* Missing cache considerations in randstruct performance feature
@ 2023-10-06 22:30 Lukas Loidolt
2023-10-07 2:24 ` Kees Cook
2023-10-07 4:12 ` Kees Cook
0 siblings, 2 replies; 5+ messages in thread
From: Lukas Loidolt @ 2023-10-06 22:30 UTC (permalink / raw)
To: keescook, linux-hardening; +Cc: linux-kernel, Daniel Marth
Hello!
I have been looking into the implementation of the "randstruct"

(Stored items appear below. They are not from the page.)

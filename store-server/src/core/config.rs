use std::path::PathBuf;

use crate::email::EmailConfig;

/// 服务器配置 - 店面后端的所有配置项
///
/// # 环境变量
///
/// 所有配置项都可以通过环境变量覆盖：
///
/// | 环境变量 | 默认值 | 说明 |
/// |----------|--------|------|
/// | WORK_DIR | ./data | 工作目录 |
/// | HTTP_PORT | 3000 | HTTP 服务端口 |
/// | ENVIRONMENT | development | 运行环境 |
/// | PUBLIC_BASE_URL | http://localhost:{port} | 验证链接的外部地址 |
/// | EMAIL_ENABLED | false | 是否通过 SMTP 真实发信 |
/// | SMTP_HOST / SMTP_PORT | localhost / 1025 | SMTP 服务器 |
/// | SMTP_USERNAME / SMTP_PASSWORD | (空) | SMTP 凭证，两者全空走明文直连 |
/// | SMTP_FROM / SMTP_FROM_NAME | no-reply@store.local / Store | 发件人 |
/// | ADMIN_EMAIL / ADMIN_PASSWORD | (未设置) | 引导管理员账号 |
/// | ADMIN_NAME | Administrator | 引导管理员显示名 |
///
/// # 示例
///
/// ```ignore
/// WORK_DIR=/data/store HTTP_PORT=8080 cargo run
/// ```
#[derive(Debug, Clone)]
pub struct Config {
    /// 工作目录，存储数据库、日志和上传文件
    pub work_dir: String,
    /// HTTP API 服务端口
    pub http_port: u16,
    /// 运行环境: development | staging | production
    pub environment: String,
    /// 对外可达的基础地址，用于拼接邮件里的验证链接
    pub public_base_url: String,

    // === 邮件投递 ===
    /// SMTP 连接参数
    pub email: EmailConfig,
    /// 关闭时邮件只写入运行日志，不做网络投递
    pub email_enabled: bool,

    // === 引导管理员 ===
    /// 首个管理员邮箱 (仅在库中无管理员时使用)
    pub admin_email: Option<String>,
    /// 首个管理员密码
    pub admin_password: Option<String>,
    /// 首个管理员显示名
    pub admin_name: String,
}

impl Config {
    /// 从环境变量加载配置
    ///
    /// 如果环境变量未设置，使用默认值
    pub fn from_env() -> Self {
        let http_port = std::env::var("HTTP_PORT")
            .ok()
            .and_then(|p| p.parse().ok())
            .unwrap_or(3000);

        Self {
            work_dir: std::env::var("WORK_DIR").unwrap_or_else(|_| "./data".into()),
            http_port,
            environment: std::env::var("ENVIRONMENT").unwrap_or_else(|_| "development".into()),
            public_base_url: std::env::var("PUBLIC_BASE_URL")
                .unwrap_or_else(|_| format!("http://localhost:{}", http_port)),

            email: email_from_env(),
            email_enabled: std::env::var("EMAIL_ENABLED")
                .ok()
                .and_then(|v| v.parse().ok())
                .unwrap_or(false),

            admin_email: std::env::var("ADMIN_EMAIL").ok(),
            admin_password: std::env::var("ADMIN_PASSWORD").ok(),
            admin_name: std::env::var("ADMIN_NAME").unwrap_or_else(|_| "Administrator".into()),
        }
    }

    /// 使用自定义值覆盖部分配置
    ///
    /// 常用于测试场景
    pub fn with_overrides(work_dir: impl Into<String>, http_port: u16) -> Self {
        let mut config = Self::from_env();
        config.work_dir = work_dir.into();
        config.http_port = http_port;
        config.public_base_url = format!("http://localhost:{}", http_port);
        config
    }

    /// 数据库目录 (work_dir/database)
    pub fn database_dir(&self) -> PathBuf {
        PathBuf::from(&self.work_dir).join("database")
    }

    /// 日志目录 (work_dir/logs)
    pub fn logs_dir(&self) -> PathBuf {
        PathBuf::from(&self.work_dir).join("logs")
    }

    /// 配送凭证照片目录 (work_dir/uploads/proofs)
    pub fn proofs_dir(&self) -> PathBuf {
        PathBuf::from(&self.work_dir).join("uploads").join("proofs")
    }

    /// 确保工作目录结构存在
    pub fn ensure_work_dir_structure(&self) -> std::io::Result<()> {
        std::fs::create_dir_all(self.database_dir())?;
        std::fs::create_dir_all(self.logs_dir())?;
        std::fs::create_dir_all(self.proofs_dir())?;
        Ok(())
    }

    /// 是否生产环境
    pub fn is_production(&self) -> bool {
        self.environment == "production"
    }

    /// 是否开发环境
    pub fn is_development(&self) -> bool {
        self.environment == "development"
    }
}

impl Default for Config {
    fn default() -> Self {
        Self::from_env()
    }
}

fn email_from_env() -> EmailConfig {
    let defaults = EmailConfig::default();
    EmailConfig {
        smtp_host: std::env::var("SMTP_HOST").unwrap_or(defaults.smtp_host),
        smtp_port: std::env::var("SMTP_PORT")
            .ok()
            .and_then(|p| p.parse().ok())
            .unwrap_or(defaults.smtp_port),
        smtp_username: std::env::var("SMTP_USERNAME").unwrap_or(defaults.smtp_username),
        smtp_password: std::env::var("SMTP_PASSWORD").unwrap_or(defaults.smtp_password),
        from_email: std::env::var("SMTP_FROM").unwrap_or(defaults.from_email),
        from_name: std::env::var("SMTP_FROM_NAME").unwrap_or(defaults.from_name),
    }
}
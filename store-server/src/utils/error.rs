//! 统一错误处理
//!
//! 提供应用级错误类型和响应结构：
//! - [`AppError`] - 应用错误枚举
//! - [`AppResponse`] - API 响应结构
//!
//! # 错误码规范
//!
//! | 前缀 | 分类 | 示例 |
//! |------|------|------|
//! | E2xxx | 权限错误 | E2001 无权限 |
//! | E3xxx | 认证错误 | E3001 未登录 |
//! | E0xxx | 业务错误 | E0004 资源冲突 |
//! | E9xxx | 系统错误 | E9002 数据库错误 |
//!
//! # 使用示例
//!
//! ```ignore
//! // 返回错误
//! Err(AppError::not_found("Order not found"))
//!
//! // 返回成功响应
//! Ok(ok(data))
//! ```

use axum::{
    Json,
    extract::multipart::MultipartError,
    http::StatusCode,
    response::{IntoResponse, Response},
};
use serde::Serialize;
use tracing::error;

use crate::db::repository::RepoError;

/// 应用结果类型别名
pub type AppResult<T> = Result<T, AppError>;

/// API 统一响应结构
///
/// ```json
/// {
///   "code": "E0000",
///   "message": "Success",
///   "data": { ... }
/// }
/// ```
#[derive(Debug, Serialize)]
pub struct AppResponse<T> {
    /// 错误码 (E0000 表示成功)
    pub code: String,
    /// 消息
    pub message: String,
    /// 响应数据
    #[serde(skip_serializing_if = "Option::is_none")]
    pub data: Option<T>,
    /// 追踪 ID (可选)
    #[serde(skip_serializing_if = "Option::is_none")]
    pub trace_id: Option<String>,
}

/// 应用错误枚举
///
/// # 错误分类
///
/// | 分类 | 说明 |
/// |------|------|
/// | 认证错误 | 未登录、令牌过期、凭证错误、邮箱未验证 |
/// | 业务逻辑错误 | 资源不存在、验证失败、规则冲突 |
/// | 系统错误 | 数据库错误、内部错误、无效请求 |
#[derive(Debug, thiserror::Error)]
pub enum AppError {
    // ========== 认证错误 (4xx) ==========
    #[error("Authentication required")]
    /// 未登录 (401)
    Unauthorized,

    #[error("Token expired")]
    /// 令牌过期 (401)
    TokenExpired,

    #[error("Invalid token")]
    /// 无效令牌 (401)
    InvalidToken,

    #[error("Invalid credentials")]
    /// 凭证错误 (401)
    InvalidCredentials,

    #[error("Email not verified")]
    /// 邮箱未验证 (403)
    EmailNotVerified,

    #[error("Permission denied: {0}")]
    /// 无权限 (403)
    Forbidden(String),

    // ========== 业务逻辑错误 (4xx) ==========
    #[error("Resource not found: {0}")]
    /// 资源不存在 (404)
    NotFound(String),

    #[error("Resource already exists: {0}")]
    /// 资源冲突 (409)
    Conflict(String),

    #[error("Validation failed: {0}")]
    /// 验证失败 (400)
    Validation(String),

    #[error("Business rule violation: {0}")]
    /// 业务规则违反 (422)
    BusinessRule(String),

    // ========== 系统错误 (5xx) ==========
    #[error("Database error: {0}")]
    /// 数据库错误 (500)
    Database(String),

    #[error("Internal server error: {0}")]
    /// 内部错误 (500)
    Internal(String),

    #[error("Invalid request: {0}")]
    /// 无效请求 (400)
    Invalid(String),
}

impl IntoResponse for AppError {
    fn into_response(self) -> Response {
        let (status, code, message) = match &self {
            // Authentication errors (401)
            AppError::Unauthorized => (StatusCode::UNAUTHORIZED, "E3001", "Please login first"),
            AppError::TokenExpired => (StatusCode::UNAUTHORIZED, "E3003", "Token expired"),
            AppError::InvalidToken => (StatusCode::UNAUTHORIZED, "E3002", "Invalid token"),
            AppError::InvalidCredentials => (
                StatusCode::UNAUTHORIZED,
                "E3004",
                "Invalid email or password",
            ),

            // Authorization errors (403)
            AppError::EmailNotVerified => (
                StatusCode::FORBIDDEN,
                "E2002",
                "Email not verified. Please check your inbox",
            ),
            AppError::Forbidden(msg) => (StatusCode::FORBIDDEN, "E2001", msg.as_str()),

            // Not found (404)
            AppError::NotFound(msg) => (StatusCode::NOT_FOUND, "E0003", msg.as_str()),

            // Conflict (409)
            AppError::Conflict(msg) => (StatusCode::CONFLICT, "E0004", msg.as_str()),

            // Validation (400)
            AppError::Validation(msg) => (StatusCode::BAD_REQUEST, "E0002", msg.as_str()),

            // Business rule (422)
            AppError::BusinessRule(msg) => {
                (StatusCode::UNPROCESSABLE_ENTITY, "E0005", msg.as_str())
            }

            // Database errors (500)
            AppError::Database(msg) => {
                error!(target: "database", error = %msg, "Database error occurred");
                (StatusCode::INTERNAL_SERVER_ERROR, "E9002", "Database error")
            }

            // Internal errors (500)
            AppError::Internal(msg) => {
                error!(target: "internal", error = %msg, "Internal error occurred");
                (
                    StatusCode::INTERNAL_SERVER_ERROR,
                    "E9001",
                    "Internal server error",
                )
            }

            // Invalid request (400)
            AppError::Invalid(msg) => (StatusCode::BAD_REQUEST, "E0006", msg.as_str()),
        };

        let body = Json(AppResponse::<()> {
            code: code.to_string(),
            message: message.to_string(),
            data: None,
            trace_id: None,
        });

        (status, body).into_response()
    }
}

impl From<MultipartError> for AppError {
    fn from(e: MultipartError) -> Self {
        AppError::Validation(format!("Multipart error: {}", e))
    }
}

impl From<RepoError> for AppError {
    fn from(e: RepoError) -> Self {
        match e {
            RepoError::NotFound(msg) => AppError::NotFound(msg),
            RepoError::Duplicate(msg) => AppError::Conflict(msg),
            RepoError::Validation(msg) => AppError::Validation(msg),
            RepoError::InsufficientStock(msg) => AppError::BusinessRule(msg),
            RepoError::InvalidTransition(msg) => AppError::BusinessRule(msg),
            RepoError::Database(msg) => AppError::Database(msg),
        }
    }
}

// ========== Helper Constructors ==========

impl AppError {
    pub fn not_found(msg: impl Into<String>) -> Self {
        Self::NotFound(msg.into())
    }

    pub fn conflict(msg: impl Into<String>) -> Self {
        Self::Conflict(msg.into())
    }

    pub fn validation(msg: impl Into<String>) -> Self {
        Self::Validation(msg.into())
    }

    pub fn business_rule(msg: impl Into<String>) -> Self {
        Self::BusinessRule(msg.into())
    }

    pub fn forbidden(msg: impl Into<String>) -> Self {
        Self::Forbidden(msg.into())
    }

    pub fn database(msg: impl Into<String>) -> Self {
        Self::Database(msg.into())
    }

    pub fn internal(msg: impl Into<String>) -> Self {
        Self::Internal(msg.into())
    }

    pub fn invalid(msg: impl Into<String>) -> Self {
        Self::Invalid(msg.into())
    }

    /// Unified message for failed password checks.
    /// Keeps the response identical regardless of which check failed.
    pub fn invalid_credentials() -> Self {
        Self::InvalidCredentials
    }
}

// ========== Helper functions ==========

/// Create a successful response
pub fn ok<T: Serialize>(data: T) -> Json<AppResponse<T>> {
    Json(AppResponse {
        code: "E0000".to_string(),
        message: "Success".to_string(),
        data: Some(data),
        trace_id: None,
    })
}

/// Create a successful response with custom message
pub fn ok_with_message<T: Serialize>(data: T, message: impl Into<String>) -> Json<AppResponse<T>> {
    Json(AppResponse {
        code: "E0000".to_string(),
        message: message.into(),
        data: Some(data),
        trace_id: None,
    })
}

gcc-plugin and noticed a potential bug in its performance version, which
is supposed to limit randomization to cache-line sized groupings of
structure members.
I haven't been able to find too much documentation on this version of
randstruct, but my general understanding of its intended behavior is as
follows:
- in performance mode, randstruct groups structure members into cache
line sized partitions of 64 bytes each
- the order of these partitions is randomized
- the order of structure members within each partition is also randomized
In my tests, however, the performance version behaves more or less like
the full version of randstruct.
For example, testing on a struct of 10 function pointers:
struct test_struct{
void (*func1)(void);
void (*func2)(void);
void (*func3)(void);
void (*func4)(void);
void (*func5)(void);
void (*func6)(void);
void (*func7)(void);
void (*func8)(void);
void (*func9)(void);
void (*func10)(void);
};
resulted in the following randomized memory layout:
func3 (offset 0)
func5 (offset 8)
func10 (offset 16)
func2 (offset 24)
func1 (offset 32)
func6 (offset 40)
func8 (offset 48)
func7 (offset 56)
func9 (offset 64)
func4 (offset 72)
I would have expected cache-line sized partitions of (up to) 8 pointers,
so that func1 through func8 are adjacent in the final layout, but these
partitions are seemingly not preserved.
Assuming that this is indeed not the intended behavior, the culprit is
line 213 in "randomize_layout_plugin.c"
https://git.kernel.org/pub/scm/linux/kernel/git/torvalds/linux.git/tree/scripts/gcc-plugins/randomize_layout_plugin.c?id=f291209eca5eba0b4704fa0832af57b12dbc1a02#n213
where
randnum = ranval(prng_state) % (i + 1);
should probably be something like
randnum = size_group[x].start + ranval(prng_state) % size_group[x].length;
After changing this line, cache-line sized partitions are created and
preserved as expected.
However, while structure members within each partition are randomized,
the order of the partitions themselves is not randomized and remains the
same as in the original struct declaration.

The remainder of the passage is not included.